Thursday, November 19, 2009

Biz-jets - or how the other 1% flies...

Ever since I started photographing at Palm Beach International (PBIA), I have developed an affinity for biz-jets. For those of us that normally fly cattle...I (economy, the back of the plane, etc), it can only be a dream to be able to see the inside, let alone fly in one of these dream jets that can transport the few as far as a regular commercial jet can take the rest of us. Recently, I spent a Saturday afternoon at PBIA just shooting biz-jets and, it was a busy afternoon.

Now, to start, there are the higher end biz-jets - old commercial airlines that have converted to luxury transports for those that can afford to own and operate one - some that come to mind are Dallas Maverick's owner Mark Cuban and his Boeing 767-200, Russian billionaire Roman Abromovich and his Boeing 767-300 aptly named "The Bandit" for it's color scheme (search any of the regular aviation photography sites for the registration P4-MES) and of course local entrepreneur Donald Trump with his Boeing 727 shown below (which is apparently up for sale - search Craigslist for VP-BDJ).

The rest of the biz-jets are purposefully built for the task. I will say that I have my favorites. The Bombardier Global Express has to be probably my favorite of all. It is one of the largest biz-jets on the market, but from what I have seen of their performance on take-off, it is probably one of the most powerful as well. Every time I see one of these power off a runway either at PBIA or Ft Lauderdale, I always have to go back and try to find a flight plan to see where that one has departed to. I have seen several power off runway 9L at PBIA in just over 3,000' of runway, and it's flying an overnight flight to London Stanstead - they simply are amazing. This one I caught recently at PBIA. If any of my readers is a GLEX pilot - or knows a GLEX pilot - I'd love to talk about this amazing jet.

For the longest time, the Gulfstream seemed to be the best known biz-jet. They were everywhere and so many of them still fly all over the world, from the G-II to the now G-550 and if my memory serves me, the G-650 is the next variant.
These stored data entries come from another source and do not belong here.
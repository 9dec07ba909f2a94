//! Network-wide immutable parameters.

use serde::{Deserialize, Serialize};

use crate::error::{CoreError, CoreResult};

/// Immutable DHT parameters shared by every peer in a simulated network.
#[derive(Debug, Clone, Copy, PartialEq, Eq, Serialize, Deserialize)]
pub struct Configuration {
    /// Key bit-width, 1 <= b <= 160.
    pub b: u32,
    /// Replication / bucket size, k >= 1.
    pub k: u32,
    /// Lookup concurrency, 1 <= alpha <= k.
    pub alpha: u32,
}

impl Configuration {
    /// Validates and builds a Configuration. Rejects out-of-range values
    /// with [`CoreError::InvalidFormat`].
    pub fn new(b: u32, k: u32, alpha: u32) -> CoreResult<Configuration> {
        if b == 0 || b > 160 {
            return Err(CoreError::InvalidFormat(format!(
                "bit-width b must be in 1..=160, got {b}"
            )));
        }
        if k == 0 {
            return Err(CoreError::InvalidFormat(
                "replication factor k must be >= 1".to_string(),
            ));
        }
        if alpha == 0 || alpha > k {
            return Err(CoreError::InvalidFormat(format!(
                "concurrency alpha must be in 1..={k}, got {alpha}"
            )));
        }
        Ok(Configuration { b, k, alpha })
    }
}

impl Default for Configuration {
    fn default() -> Configuration {
        Configuration {
            b: 160,
            k: 20,
            alpha: 3,
        }
    }
}

#[cfg(test)]
mod tests {
    use super::*;

    #[test]
    fn rejects_alpha_greater_than_k() {
        assert!(Configuration::new(160, 5, 6).is_err());
    }

    #[test]
    fn rejects_zero_bits() {
        assert!(Configuration::new(0, 20, 3).is_err());
    }

    #[test]
    fn accepts_defaults() {
        assert!(Configuration::new(160, 20, 3).is_ok());
    }
}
This G-IV I shot at PBIA last weekend is a visitor from Canada.

Also from the Bombardier stable is the Challenger series - smaller than the Global Express, but still a very sharp looking biz-jet. They come in the -600 and -300 series - this -300 I shot at PBIA the past Saturday as well. It's a plain white color scheme - but I think it makes it all the more sleeker.

One of the first biz-jets I became interest in many years ago was a South African Air Force Falcon 900 registration ZS-NAN. It was the Presidential aircraft at the time, before the BBJ ZA-RSA came along. I had a friend who was the flight engineer on NAN and they were always off taking the South African President all over the world. The Falcon has also come in a lot of variants - the latest one being the 7X which has the blended winglets and an amazing wingspan when you stand in front of or behind it. This one below is a 900EX that passed through PBIA last weekend - going to Customs after landing and then heading off to some other location.
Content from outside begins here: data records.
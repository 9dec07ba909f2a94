//! Peer identity: a 160-bit id paired with a reachable network location.

use std::fmt;
use std::hash::{Hash, Hasher};

use serde::{Deserialize, Serialize};

use crate::key::KeyInt;

/// A DHT peer's identity and last-known location.
///
/// Equality and hashing are defined solely over `id`, so the same logical
/// peer always collapses to one entry regardless of which `ip`/`port` a
/// particular sighting carries.
#[derive(Debug, Clone, Serialize, Deserialize)]
pub struct NodeAddress {
    pub id: KeyInt,
    pub ip: String,
    pub port: u16,
}

impl NodeAddress {
    pub fn new(id: KeyInt, ip: impl Into<String>, port: u16) -> NodeAddress {
        NodeAddress {
            id,
            ip: ip.into(),
            port,
        }
    }
}

impl PartialEq for NodeAddress {
    fn eq(&self, other: &Self) -> bool {
        self.id == other.id
    }
}

impl Eq for NodeAddress {}

impl Hash for NodeAddress {
    fn hash<H: Hasher>(&self, state: &mut H) {
        self.id.hash(state);
    }
}

impl fmt::Display for NodeAddress {
    fn fmt(&self, f: &mut fmt::Formatter<'_>) -> fmt::Result {
        write!(f, "{}@{}:{}", self.id, self.ip, self.port)
    }
}

#[cfg(test)]
mod tests {
    use super::*;

    #[test]
    fn equality_ignores_ip_and_port() {
        let id = KeyInt::from_u64(7);
        let a = NodeAddress::new(id, "10.0.0.1", 4000);
        let b = NodeAddress::new(id, "10.0.0.2", 5000);
        assert_eq!(a, b);
    }
}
The last one I'll mention in this blog entry has it's roots in England, the land of my birth. When is came out originally, it was known as the Hawker Siddeley HS-125. These I also used to see a lot in South Africa as they were the executive jet of the South African Air Force. Now, they still carry the same design as the original HS-125 and still carry the Hawker name. The one pictured below is a 800 variant.

I must say, it's been so nice being back behind the camera lens in such lovely fall Florida weather. The shooting season is also getting into it's swing - I saw my first foreign charter of the season a couple of weeks ago - a Thomas Cook Scandinavia A330 at Ft Lauderdale - can't wait to see what the rest of the season holds.

1 comment:

Capt. Schmoe said...

thanks for the post. I like Trumps 72, I have always been a fan of the three-holer.